Structural and functional characterization of Helicobacter pylori outer membrane adhesins and their role in host adaption

Helicobacter pylori (HP) is an important human pathogen and chronically infects the stomach of up to half the world population, thereby causing chronic gastritis, duodenal ulcers and even gastric cancer. A steady emergence of multiple antibiotic resistant strains poses an important public health threat. The blood group antigen binding adhesin (BabA) of HP binds to fucosylated Lewis b and H type 1 blood group antigens on the surfaces of human gastric epithelial cells. Since the presence of a functional babA gene is strongly correlated with the more virulent type 1 Helicobacter strains, BabA forms a major candidate for novel vaccine and drug developments.

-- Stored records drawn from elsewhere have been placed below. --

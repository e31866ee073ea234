//! Shared fixtures: in-memory EPUB assembly and canonical WAV synthesis.

#![allow(dead_code)]

use std::io::{Cursor, Write};

use zip::ZipWriter;
use zip::write::SimpleFileOptions;

pub const CHAPTER_ONE: &str = r#"<?xml version="1.0" encoding="UTF-8"?>
<html xmlns="http://www.w3.org/1999/xhtml">
<head><title>Down the Rabbit Hole</title></head>
<body>
<h1>Down the Rabbit Hole</h1>
<p>Alice was beginning to get very tired of sitting.</p>
<p><img src="images/rabbit.png" alt="rabbit"/></p>
</body>
</html>"#;

pub const CHAPTER_TWO: &str = r#"<?xml version="1.0" encoding="UTF-8"?>
<html xmlns="http://www.w3.org/1999/xhtml">
<head><title>The Pool of Tears</title></head>
<body>
<h1>The Pool of Tears</h1>
<p>Curiouser and curiouser, cried Alice.</p>
</body>
</html>"#;

pub const CHAPTER_THREE: &str = r#"<?xml version="1.0" encoding="UTF-8"?>
<html xmlns="http://www.w3.org/1999/xhtml">
<head><title>A Caucus Race</title></head>
<body>
<h1>A Caucus Race</h1>
<p>They were indeed a queer looking party.</p>
</body>
</html>"#;

/// Assemble a three-chapter EPUB 3 with a nested nav TOC, an NCX, a CSS
/// asset, and a cover image.
pub fn build_epub() -> Vec<u8> {
    let chapters = [
        ("ch1.xhtml", CHAPTER_ONE),
        ("ch2.xhtml", CHAPTER_TWO),
        ("ch3.xhtml", CHAPTER_THREE),
    ];

    let mut cursor = Cursor::new(Vec::new());
    let mut zip = ZipWriter::new(&mut cursor);
    let stored = SimpleFileOptions::default().compression_method(zip::CompressionMethod::Stored);
    let deflate =
        SimpleFileOptions::default().compression_method(zip::CompressionMethod::Deflated);

    zip.start_file("mimetype", stored).unwrap();
    zip.write_all(b"application/epub+zip").unwrap();

    zip.start_file("META-INF/container.xml", deflate).unwrap();
    zip.write_all(
        br#"<?xml version="1.0"?>
<container version="1.0" xmlns="urn:oasis:names:tc:opendocument:xmlns:container">
  <rootfiles>
    <rootfile full-path="OEBPS/content.opf" media-type="application/oebps-package+xml"/>
  </rootfiles>
</container>"#,
    )
    .unwrap();

    zip.start_file("OEBPS/content.opf", deflate).unwrap();
    zip.write_all(
        br#"<?xml version="1.0" encoding="UTF-8"?>
<package xmlns="http://www.idpf.org/2007/opf" version="3.0" unique-identifier="BookId">
  <metadata xmlns:dc="http://purl.org/dc/elements/1.1/">
    <dc:identifier id="BookId">urn:uuid:3f1c7f8a-test</dc:identifier>
    <dc:title>Alice Test</dc:title>
    <dc:creator>Lewis Carroll</dc:creator>
    <dc:language>en</dc:language>
    <dc:publisher>Test House</dc:publisher>
  </metadata>
  <manifest>
    <item id="nav" href="nav.xhtml" media-type="application/xhtml+xml" properties="nav"/>
    <item id="ncx" href="toc.ncx" media-type="application/x-dtbncx+xml"/>
    <item id="ch1" href="ch1.xhtml" media-type="application/xhtml+xml"/>
    <item id="ch2" href="ch2.xhtml" media-type="application/xhtml+xml"/>
    <item id="ch3" href="ch3.xhtml" media-type="application/xhtml+xml"/>
    <item id="css" href="styles/main.css" media-type="text/css"/>
    <item id="rabbit" href="images/rabbit.png" media-type="image/png"/>
    <item id="cover" href="images/cover.jpg" media-type="image/jpeg" properties="cover-image"/>
  </manifest>
  <spine toc="ncx">
    <itemref idref="ch1"/>
    <itemref idref="ch2"/>
    <itemref idref="ch3"/>
  </spine>
</package>"#,
    )
    .unwrap();

    zip.start_file("OEBPS/nav.xhtml", deflate).unwrap();
    zip.write_all(
        br#"<?xml version="1.0" encoding="UTF-8"?>
<html xmlns="http://www.w3.org/1999/xhtml" xmlns:epub="http://www.idpf.org/2007/ops">
<head><title>Contents</title></head>
<body>
  <nav epub:type="toc">
    <ol>
      <li><a href="ch1.xhtml">Down the Rabbit Hole</a></li>
      <li>
        <span>Later Chapters</span>
        <ol>
          <li><a href="ch2.xhtml">The Pool of Tears</a></li>
          <li><a href="ch3.xhtml">A Caucus Race</a></li>
        </ol>
      </li>
    </ol>
  </nav>
</body>
</html>"#,
    )
    .unwrap();

    zip.start_file("OEBPS/toc.ncx", deflate).unwrap();
    zip.write_all(
        br#"<?xml version="1.0" encoding="UTF-8"?>
<ncx xmlns="http://www.daisy.org/z3986/2005/ncx/" version="2005-1">
  <navMap>
    <navPoint id="n1" playOrder="1">
      <navLabel><text>Down the Rabbit Hole</text></navLabel>
      <content src="ch1.xhtml"/>
    </navPoint>
  </navMap>
</ncx>"#,
    )
    .unwrap();

    for (href, body) in chapters {
        zip.start_file(format!("OEBPS/{href}"), deflate).unwrap();
        zip.write_all(body.as_bytes()).unwrap();
    }

    zip.start_file("OEBPS/styles/main.css", deflate).unwrap();
    zip.write_all(b"body { margin: 1em; }").unwrap();

    zip.start_file("OEBPS/images/rabbit.png", stored).unwrap();
    zip.write_all(&[0x89, b'P', b'N', b'G', 0, 0, 0, 0]).unwrap();

    zip.start_file("OEBPS/images/cover.jpg", stored).unwrap();
    zip.write_all(&[0xFF, 0xD8, 0xFF, 0xE0, 0, 0]).unwrap();

    zip.finish().unwrap();
    cursor.into_inner()
}

/// A canonical mono 16-bit WAV of the given duration whose samples encode
/// their index, at 1 kHz for fast tests.
pub fn tone_wav(rate: u32, seconds: f64) -> Vec<u8> {
    let spec = hound::WavSpec {
        channels: 1,
        sample_rate: rate,
        bits_per_sample: 16,
        sample_format: hound::SampleFormat::Int,
    };
    let mut cursor = Cursor::new(Vec::new());
    let mut writer = hound::WavWriter::new(&mut cursor, spec).unwrap();
    let total = (rate as f64 * seconds) as usize;
    for i in 0..total {
        writer.write_sample((i % 500) as i16).unwrap();
    }
    writer.finalize().unwrap();
    cursor.into_inner()
}
//! The audio source manager: obtains the canonical audio for a
//! `(book, chapter, language)` key from an upload or from synthesis, keeps
//! the immutable source copy that backs `restore`, and records provenance.
//!
//! The pipeline controller serializes all of these per key; nothing here
//! guards against concurrent writers.

use std::path::{Path, PathBuf};
use std::sync::Arc;

use chrono::Utc;
use tracing::info;

use crate::book::{
    AudioArtifact, AudioSourceKind, Book, EditOp, JournalRecord, TokenTable,
};
use crate::error::{Error, Result};
use crate::store::{BlobStore, load_json, paths, save_json};
use crate::util::CancelFlag;

use super::codec::AudioCodec;
use super::translate::Translator;
use super::tts::{TtsEngine, VoiceCatalog, voice_language};

pub struct AudioSourceManager {
    store: Arc<dyn BlobStore>,
    codec: Arc<dyn AudioCodec>,
    tts: Arc<dyn TtsEngine>,
    translator: Option<Arc<dyn Translator>>,
    catalog: Arc<VoiceCatalog>,
}

/// Result of building a source: the language key the artifact landed under
/// and its descriptor.
pub struct BuiltSource {
    pub lang: String,
    pub artifact: AudioArtifact,
}

impl AudioSourceManager {
    pub fn new(
        store: Arc<dyn BlobStore>,
        codec: Arc<dyn AudioCodec>,
        tts: Arc<dyn TtsEngine>,
        translator: Option<Arc<dyn Translator>>,
        catalog: Arc<VoiceCatalog>,
    ) -> Self {
        Self {
            store,
            codec,
            tts,
            translator,
            catalog,
        }
    }

    /// Accept uploaded narration for a chapter: transcode to the canonical
    /// codec and store both the canonical blob and the immutable source copy.
    pub fn upload(
        &self,
        book_id: &str,
        chapter: usize,
        lang: &str,
        bytes: &[u8],
        cancel: &CancelFlag,
    ) -> Result<AudioArtifact> {
        let staging = tempfile::tempdir()?;
        let input = staging.path().join("upload.bin");
        std::fs::write(&input, bytes)?;

        let ext = self.codec.format().extension();
        let canonical = staging.path().join(format!("canonical.{ext}"));
        self.codec.transcode(&input, &canonical, cancel)?;
        let duration = self.codec.probe(&canonical)?;

        let artifact = AudioArtifact {
            source: AudioSourceKind::Upload,
            voice: None,
            provisional_timing: None,
            format: self.codec.format(),
            duration,
        };
        self.publish(book_id, chapter, lang, &canonical, &artifact)?;
        info!(book = book_id, chapter, lang, duration, "stored uploaded audio");
        Ok(artifact)
    }

    /// Synthesize narration for a chapter with the given voice.
    ///
    /// The target language is the voice's locale prefix. With
    /// `use_translation`, a chapter whose language differs is first run
    /// through the translator and synthesis (and later alignment) uses the
    /// translated token table.
    pub fn synthesize(
        &self,
        book_id: &str,
        chapter: usize,
        voice: &str,
        use_translation: bool,
        cancel: &CancelFlag,
    ) -> Result<BuiltSource> {
        self.catalog.check(voice)?;
        let book: Book = load_json(self.store.as_ref(), book_id, &paths::metadata())?;
        let base_tokens: TokenTable =
            load_json(self.store.as_ref(), book_id, &paths::chapter_tokens(chapter))?;

        let target_lang = voice_language(voice);
        let chapter_lang = voice_language(&book.metadata.language);

        let (tokens, kind) = if use_translation && target_lang != chapter_lang {
            let translated = self.translate_tokens(
                book_id,
                chapter,
                &base_tokens,
                &chapter_lang,
                &target_lang,
                cancel,
            )?;
            (translated, AudioSourceKind::TtsTranslated)
        } else {
            (base_tokens, AudioSourceKind::Tts)
        };
        cancel.checkpoint()?;

        let synthesis = self.tts.synthesize(&tokens, voice, cancel)?;

        let staging = tempfile::tempdir()?;
        let raw = staging.path().join("synth.wav");
        std::fs::write(&raw, &synthesis.wav)?;
        let ext = self.codec.format().extension();
        let canonical = staging.path().join(format!("canonical.{ext}"));
        self.codec.transcode(&raw, &canonical, cancel)?;
        let duration = self.codec.probe(&canonical)?;

        let artifact = AudioArtifact {
            source: kind,
            voice: Some(voice.to_string()),
            provisional_timing: synthesis.timings,
            format: self.codec.format(),
            duration,
        };
        self.publish(book_id, chapter, &target_lang, &canonical, &artifact)?;
        let translated = kind == AudioSourceKind::TtsTranslated;
        info!(
            book = book_id,
            chapter,
            voice,
            lang = %target_lang,
            duration,
            translated,
            "synthesized chapter audio"
        );
        Ok(BuiltSource {
            lang: target_lang,
            artifact,
        })
    }

    /// Overwrite the canonical blob with the immutable source copy, clear
    /// the sync table, and journal the restore.
    pub fn restore(&self, book_id: &str, chapter: usize, lang: &str) -> Result<f64> {
        let mut artifact = self.artifact(book_id, chapter, lang)?;
        let ext = artifact.format.extension();
        let source_rel = paths::audio_source(lang, chapter, ext);
        if !self.store.exists(book_id, &source_rel) {
            return Err(Error::NotFound(format!(
                "source audio for {book_id}/{chapter}/{lang}"
            )));
        }

        let pre_duration = artifact.duration;
        let (staging, path) = self.materialize(book_id, &source_rel, ext)?;
        let post_duration = self.codec.probe(&path)?;
        drop(staging);

        self.store
            .copy(book_id, &source_rel, &paths::audio_canonical(lang, chapter, ext))?;
        self.store
            .delete(book_id, &paths::sync_table(lang, chapter))?;

        artifact.duration = post_duration;
        save_json(
            self.store.as_ref(),
            book_id,
            &paths::audio_descriptor(lang, chapter),
            &artifact,
        )?;

        let record = JournalRecord {
            op: EditOp::Restore,
            pre_duration,
            post_duration,
            applied_at: Utc::now(),
        };
        self.store.append_line(
            book_id,
            &paths::journal(lang, chapter),
            &serde_json::to_string(&record)?,
        )?;
        info!(book = book_id, chapter, lang, "restored source audio");
        Ok(post_duration)
    }

    /// Load the artifact descriptor for a key.
    pub fn artifact(&self, book_id: &str, chapter: usize, lang: &str) -> Result<AudioArtifact> {
        load_json(
            self.store.as_ref(),
            book_id,
            &paths::audio_descriptor(lang, chapter),
        )
    }

    /// The token table alignment runs against for a language key: the
    /// translated table when one exists, else the chapter's own.
    pub fn tokens_for(&self, book_id: &str, chapter: usize, lang: &str) -> Result<TokenTable> {
        let translated = paths::chapter_tokens_lang(chapter, lang);
        if self.store.exists(book_id, &translated) {
            load_json(self.store.as_ref(), book_id, &translated)
        } else {
            load_json(self.store.as_ref(), book_id, &paths::chapter_tokens(chapter))
        }
    }

    /// Copy a blob into a temp file so path-based codecs can read it.
    pub fn materialize(
        &self,
        book_id: &str,
        rel: &str,
        ext: &str,
    ) -> Result<(tempfile::TempDir, PathBuf)> {
        let bytes = self.store.get(book_id, rel)?;
        let dir = tempfile::tempdir()?;
        let path = dir.path().join(format!("blob.{ext}"));
        std::fs::write(&path, bytes)?;
        Ok((dir, path))
    }

    /// Translate a chapter's token stream and persist the translated table.
    pub fn translate_chapter(
        &self,
        book_id: &str,
        chapter: usize,
        source_lang: &str,
        target_lang: &str,
        cancel: &CancelFlag,
    ) -> Result<TokenTable> {
        let base: TokenTable =
            load_json(self.store.as_ref(), book_id, &paths::chapter_tokens(chapter))?;
        self.translate_tokens(book_id, chapter, &base, source_lang, target_lang, cancel)
    }

    fn translate_tokens(
        &self,
        book_id: &str,
        chapter: usize,
        base: &TokenTable,
        source_lang: &str,
        target_lang: &str,
        cancel: &CancelFlag,
    ) -> Result<TokenTable> {
        let translator = self.translator.as_ref().ok_or_else(|| Error::BackendFailed {
            backend: "translator".into(),
            message: "no translator configured".into(),
        })?;
        let translated = translator.translate(base, source_lang, target_lang, cancel)?;
        save_json(
            self.store.as_ref(),
            book_id,
            &paths::chapter_tokens_lang(chapter, target_lang),
            &translated,
        )?;
        Ok(translated)
    }

    /// Publish a freshly built artifact: canonical blob, immutable source
    /// copy, descriptor. Any previous sync table and journal belong to the
    /// replaced audio and are dropped.
    fn publish(
        &self,
        book_id: &str,
        chapter: usize,
        lang: &str,
        canonical: &Path,
        artifact: &AudioArtifact,
    ) -> Result<()> {
        let ext = artifact.format.extension();
        let bytes = std::fs::read(canonical)?;
        self.store
            .put(book_id, &paths::audio_canonical(lang, chapter, ext), &bytes)?;
        self.store
            .put(book_id, &paths::audio_source(lang, chapter, ext), &bytes)?;
        self.store
            .delete(book_id, &paths::sync_table(lang, chapter))?;
        self.store.delete(book_id, &paths::journal(lang, chapter))?;
        save_json(
            self.store.as_ref(),
            book_id,
            &paths::audio_descriptor(lang, chapter),
            artifact,
        )
    }
}

#[cfg(test)]
mod tests {
    use super::*;
    use crate::audio::codec::WavCodec;
    use crate::audio::tts::{Synthesis, Voice};
    use crate::book::{BookMetadata, Token};
    use crate::store::FsBlobStore;

    struct ToneTts;

    impl TtsEngine for ToneTts {
        fn voices(&self) -> Result<Vec<Voice>> {
            Ok(vec![Voice {
                id: "en-test".into(),
                language: "en".into(),
                name: "Test".into(),
            }])
        }

        fn synthesize(
            &self,
            tokens: &TokenTable,
            _voice: &str,
            _cancel: &CancelFlag,
        ) -> Result<Synthesis> {
            // one second of audio per token
            let spec = hound::WavSpec {
                channels: 1,
                sample_rate: 1000,
                bits_per_sample: 16,
                sample_format: hound::SampleFormat::Int,
            };
            let mut cursor = std::io::Cursor::new(Vec::new());
            let mut writer = hound::WavWriter::new(&mut cursor, spec).unwrap();
            for _ in 0..tokens.len() * 1000 {
                writer.write_sample(100i16).unwrap();
            }
            writer.finalize().unwrap();
            Ok(Synthesis {
                wav: cursor.into_inner(),
                timings: None,
            })
        }
    }

    fn manager() -> (tempfile::TempDir, AudioSourceManager, String) {
        let dir = tempfile::tempdir().unwrap();
        let store: Arc<dyn BlobStore> =
            Arc::new(FsBlobStore::new(dir.path().join("books")).unwrap());
        let tts: Arc<dyn TtsEngine> = Arc::new(ToneTts);
        let catalog = Arc::new(VoiceCatalog::initialize(tts.as_ref()));
        let manager = AudioSourceManager::new(
            Arc::clone(&store),
            Arc::new(WavCodec::new(1000)),
            tts,
            None,
            catalog,
        );

        let book = Book {
            id: uuid::Uuid::new_v4(),
            metadata: BookMetadata {
                title: "T".into(),
                language: "en".into(),
                ..Default::default()
            },
            toc: Vec::new(),
            chapters: Vec::new(),
            cover_href: None,
            created_at: Utc::now(),
        };
        let book_id = book.id.to_string();
        save_json(store.as_ref(), &book_id, &paths::metadata(), &book).unwrap();
        let tokens: TokenTable = vec![
            Token {
                id: "w0".into(),
                surface: "hello".into(),
                normalized: "hello".into(),
            },
            Token {
                id: "w1".into(),
                surface: "there".into(),
                normalized: "there".into(),
            },
        ];
        save_json(store.as_ref(), &book_id, &paths::chapter_tokens(0), &tokens).unwrap();
        (dir, manager, book_id)
    }

    #[test]
    fn test_synthesize_stores_canonical_and_source() {
        let (_dir, manager, book_id) = manager();
        let built = manager
            .synthesize(&book_id, 0, "en-test", false, &CancelFlag::new())
            .unwrap();
        assert_eq!(built.lang, "en");
        assert_eq!(built.artifact.source, AudioSourceKind::Tts);
        assert!((built.artifact.duration - 2.0).abs() < 1e-3);
        assert!(manager.store.exists(&book_id, &paths::audio_canonical("en", 0, "wav")));
        assert!(manager.store.exists(&book_id, &paths::audio_source("en", 0, "wav")));
    }

    #[test]
    fn test_unknown_voice_rejected() {
        let (_dir, manager, book_id) = manager();
        assert!(matches!(
            manager.synthesize(&book_id, 0, "nope", false, &CancelFlag::new()),
            Err(Error::UnknownVoice(_))
        ));
    }

    #[test]
    fn test_restore_resets_canonical_and_clears_sync() {
        let (_dir, manager, book_id) = manager();
        manager
            .synthesize(&book_id, 0, "en-test", false, &CancelFlag::new())
            .unwrap();

        // simulate an edited canonical blob and a stale sync table
        let short = {
            let spec = hound::WavSpec {
                channels: 1,
                sample_rate: 1000,
                bits_per_sample: 16,
                sample_format: hound::SampleFormat::Int,
            };
            let mut cursor = std::io::Cursor::new(Vec::new());
            let mut writer = hound::WavWriter::new(&mut cursor, spec).unwrap();
            for _ in 0..500 {
                writer.write_sample(5i16).unwrap();
            }
            writer.finalize().unwrap();
            cursor.into_inner()
        };
        manager
            .store
            .put(&book_id, &paths::audio_canonical("en", 0, "wav"), &short)
            .unwrap();
        manager
            .store
            .put(&book_id, &paths::sync_table("en", 0), b"[]")
            .unwrap();

        let duration = manager.restore(&book_id, 0, "en").unwrap();
        assert!((duration - 2.0).abs() < 1e-3);
        assert!(!manager.store.exists(&book_id, &paths::sync_table("en", 0)));
        let journal = manager
            .store
            .get(&book_id, &paths::journal("en", 0))
            .unwrap();
        assert!(String::from_utf8_lossy(&journal).contains("restore"));
    }

    #[test]
    fn test_restore_without_audio_is_not_found() {
        let (_dir, manager, book_id) = manager();
        assert!(matches!(
            manager.restore(&book_id, 0, "en"),
            Err(Error::NotFound(_))
        ));
    }
}
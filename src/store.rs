//! Durable storage: a per-book namespaced blob store plus the book-record
//! metadata store layered on top of it.
//!
//! Writers publish blobs atomically (write to a temp file in the target
//! directory, then rename), so a reader holding a path never observes a torn
//! blob. The key mutexes in the pipeline controller guarantee a single
//! writer per `(book, chapter, language)`.

use std::fs;
use std::io::Write;
use std::path::{Path, PathBuf};

use serde::Serialize;
use serde::de::DeserializeOwned;
use tracing::debug;

use crate::book::Book;
use crate::error::{Error, Result};

/// Relative blob paths of the per-book layout.
pub mod paths {
    pub fn original_epub() -> String {
        "original.epub".into()
    }

    pub fn metadata() -> String {
        "metadata.json".into()
    }

    pub fn chapter_html(chapter: usize) -> String {
        format!("chapters/{chapter}.html")
    }

    /// Token table of the chapter's own language.
    pub fn chapter_tokens(chapter: usize) -> String {
        format!("chapters/{chapter}.tokens.json")
    }

    /// Token table of a translated rendition.
    pub fn chapter_tokens_lang(chapter: usize, lang: &str) -> String {
        format!("chapters/{chapter}.tokens.{lang}.json")
    }

    /// Rendered HTML of a translated rendition.
    pub fn chapter_html_lang(chapter: usize, lang: &str) -> String {
        format!("chapters/{chapter}.{lang}.html")
    }

    pub fn asset(href: &str) -> String {
        format!("assets/{href}")
    }

    pub fn audio_canonical(lang: &str, chapter: usize, ext: &str) -> String {
        format!("audio/{lang}/{chapter}.canonical.{ext}")
    }

    pub fn audio_source(lang: &str, chapter: usize, ext: &str) -> String {
        format!("audio/{lang}/{chapter}.source.{ext}")
    }

    pub fn audio_descriptor(lang: &str, chapter: usize) -> String {
        format!("audio/{lang}/{chapter}.json")
    }

    pub fn sync_table(lang: &str, chapter: usize) -> String {
        format!("sync/{lang}/{chapter}.json")
    }

    pub fn journal(lang: &str, chapter: usize) -> String {
        format!("journal/{lang}/{chapter}.log")
    }
}

/// Byte-addressable, per-book namespaced storage.
pub trait BlobStore: Send + Sync {
    /// Atomically publish a blob.
    fn put(&self, book: &str, rel: &str, bytes: &[u8]) -> Result<()>;
    fn get(&self, book: &str, rel: &str) -> Result<Vec<u8>>;
    fn exists(&self, book: &str, rel: &str) -> bool;
    fn size(&self, book: &str, rel: &str) -> Result<u64>;
    fn delete(&self, book: &str, rel: &str) -> Result<()>;
    /// Copy one blob to another key within the same book.
    fn copy(&self, book: &str, from: &str, to: &str) -> Result<()>;
    /// Append one line to an append-only log blob.
    fn append_line(&self, book: &str, rel: &str, line: &str) -> Result<()>;
    /// Relative paths of all blobs under a prefix, sorted.
    fn list_prefix(&self, book: &str, prefix: &str) -> Result<Vec<String>>;
    /// Remove a book's entire namespace.
    fn delete_book(&self, book: &str) -> Result<()>;
    fn list_books(&self) -> Result<Vec<String>>;
}

/// Filesystem-backed blob store rooted at a storage directory.
pub struct FsBlobStore {
    root: PathBuf,
}

impl FsBlobStore {
    pub fn new(root: impl Into<PathBuf>) -> Result<Self> {
        let root = root.into();
        fs::create_dir_all(&root)?;
        Ok(Self { root })
    }

    fn blob_path(&self, book: &str, rel: &str) -> Result<PathBuf> {
        check_component(book)?;
        for component in rel.split('/') {
            check_component(component)?;
        }
        Ok(self.root.join(book).join(rel))
    }
}

fn check_component(component: &str) -> Result<()> {
    if component.is_empty()
        || component == ".."
        || component == "."
        || component.contains(['\\', '\0'])
    {
        return Err(Error::InvalidRange(format!(
            "invalid storage path component: {component:?}"
        )));
    }
    Ok(())
}

impl BlobStore for FsBlobStore {
    fn put(&self, book: &str, rel: &str, bytes: &[u8]) -> Result<()> {
        let path = self.blob_path(book, rel)?;
        let dir = path.parent().ok_or_else(|| {
            Error::Invariant(format!("blob path {} has no parent", path.display()))
        })?;
        fs::create_dir_all(dir)?;
        let mut tmp = tempfile::NamedTempFile::new_in(dir)?;
        tmp.write_all(bytes)?;
        tmp.flush()?;
        tmp.persist(&path).map_err(|e| Error::Io(e.error))?;
        debug!(book, rel, size = bytes.len(), "published blob");
        Ok(())
    }

    fn get(&self, book: &str, rel: &str) -> Result<Vec<u8>> {
        let path = self.blob_path(book, rel)?;
        fs::read(&path).map_err(|e| match e.kind() {
            std::io::ErrorKind::NotFound => Error::NotFound(format!("{book}/{rel}")),
            _ => Error::Io(e),
        })
    }

    fn exists(&self, book: &str, rel: &str) -> bool {
        self.blob_path(book, rel)
            .map(|p| p.is_file())
            .unwrap_or(false)
    }

    fn size(&self, book: &str, rel: &str) -> Result<u64> {
        let path = self.blob_path(book, rel)?;
        let meta = fs::metadata(&path).map_err(|e| match e.kind() {
            std::io::ErrorKind::NotFound => Error::NotFound(format!("{book}/{rel}")),
            _ => Error::Io(e),
        })?;
        Ok(meta.len())
    }

    fn delete(&self, book: &str, rel: &str) -> Result<()> {
        let path = self.blob_path(book, rel)?;
        match fs::remove_file(&path) {
            Ok(()) => Ok(()),
            Err(e) if e.kind() == std::io::ErrorKind::NotFound => Ok(()),
            Err(e) => Err(e.into()),
        }
    }

    fn copy(&self, book: &str, from: &str, to: &str) -> Result<()> {
        let bytes = self.get(book, from)?;
        self.put(book, to, &bytes)
    }

    fn append_line(&self, book: &str, rel: &str, line: &str) -> Result<()> {
        let path = self.blob_path(book, rel)?;
        if let Some(dir) = path.parent() {
            fs::create_dir_all(dir)?;
        }
        let mut file = fs::OpenOptions::new().create(true).append(true).open(&path)?;
        writeln!(file, "{line}")?;
        Ok(())
    }

    fn list_prefix(&self, book: &str, prefix: &str) -> Result<Vec<String>> {
        check_component(book)?;
        let base = self.root.join(book);
        let dir = base.join(prefix);
        let mut found = Vec::new();
        if dir.is_dir() {
            walk(&dir, &base, &mut found)?;
        }
        found.sort();
        Ok(found)
    }

    fn delete_book(&self, book: &str) -> Result<()> {
        check_component(book)?;
        let dir = self.root.join(book);
        match fs::remove_dir_all(&dir) {
            Ok(()) => Ok(()),
            Err(e) if e.kind() == std::io::ErrorKind::NotFound => {
                Err(Error::NotFound(book.to_string()))
            }
            Err(e) => Err(e.into()),
        }
    }

    fn list_books(&self) -> Result<Vec<String>> {
        let mut books = Vec::new();
        for entry in fs::read_dir(&self.root)? {
            let entry = entry?;
            if entry.file_type()?.is_dir()
                && let Some(name) = entry.file_name().to_str()
            {
                books.push(name.to_string());
            }
        }
        books.sort();
        Ok(books)
    }
}

fn walk(dir: &Path, base: &Path, found: &mut Vec<String>) -> Result<()> {
    for entry in fs::read_dir(dir)? {
        let entry = entry?;
        let path = entry.path();
        if entry.file_type()?.is_dir() {
            walk(&path, base, found)?;
        } else if let Ok(rel) = path.strip_prefix(base) {
            found.push(rel.to_string_lossy().replace('\\', "/"));
        }
    }
    Ok(())
}

// ----------------------------------------------------------------------------
// JSON record helpers
// ----------------------------------------------------------------------------

pub fn save_json<T: Serialize>(
    store: &dyn BlobStore,
    book: &str,
    rel: &str,
    value: &T,
) -> Result<()> {
    let bytes = serde_json::to_vec_pretty(value)?;
    store.put(book, rel, &bytes)
}

pub fn load_json<T: DeserializeOwned>(store: &dyn BlobStore, book: &str, rel: &str) -> Result<T> {
    let bytes = store.get(book, rel)?;
    Ok(serde_json::from_slice(&bytes)?)
}

// ----------------------------------------------------------------------------
// Metadata store
// ----------------------------------------------------------------------------

/// Per-book record store, layered over the blob store.
pub struct MetadataStore {
    store: std::sync::Arc<dyn BlobStore>,
}

impl MetadataStore {
    pub fn new(store: std::sync::Arc<dyn BlobStore>) -> Self {
        Self { store }
    }

    pub fn save(&self, book: &Book) -> Result<()> {
        save_json(
            self.store.as_ref(),
            &book.id.to_string(),
            &paths::metadata(),
            book,
        )
    }

    pub fn load(&self, book_id: &str) -> Result<Book> {
        load_json(self.store.as_ref(), book_id, &paths::metadata())
    }

    pub fn list(&self) -> Result<Vec<Book>> {
        let mut books = Vec::new();
        for id in self.store.list_books()? {
            match self.load(&id) {
                Ok(book) => books.push(book),
                Err(Error::NotFound(_)) => {}
                Err(e) => return Err(e),
            }
        }
        Ok(books)
    }

    pub fn delete(&self, book_id: &str) -> Result<()> {
        self.store.delete_book(book_id)
    }
}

BabA is a member of the family of Helicobacter Outer membrane Proteins (HOPs) that share an architecture reminiscent of auto-transporter-like proteins. Previously, we could obtain the structure of the BabA surface exposed ectodomain in complex with its human host receptor Lewis b and explain the observed specificity of HP. In this project we aim to unravel how the highly diverse BabA sequence correlates with adaptation to the human host. Also we aim to determine the insertion pathway of BabA into the outer membrane and the full length BabA structure will shed light on the orientation of the BabA ectodomain on the HP surface, and thus give valuable information in the HP-human host interaction. Finally, we aim to gain structural and functional insight in receptor binding by the HOP adhesin HopQ.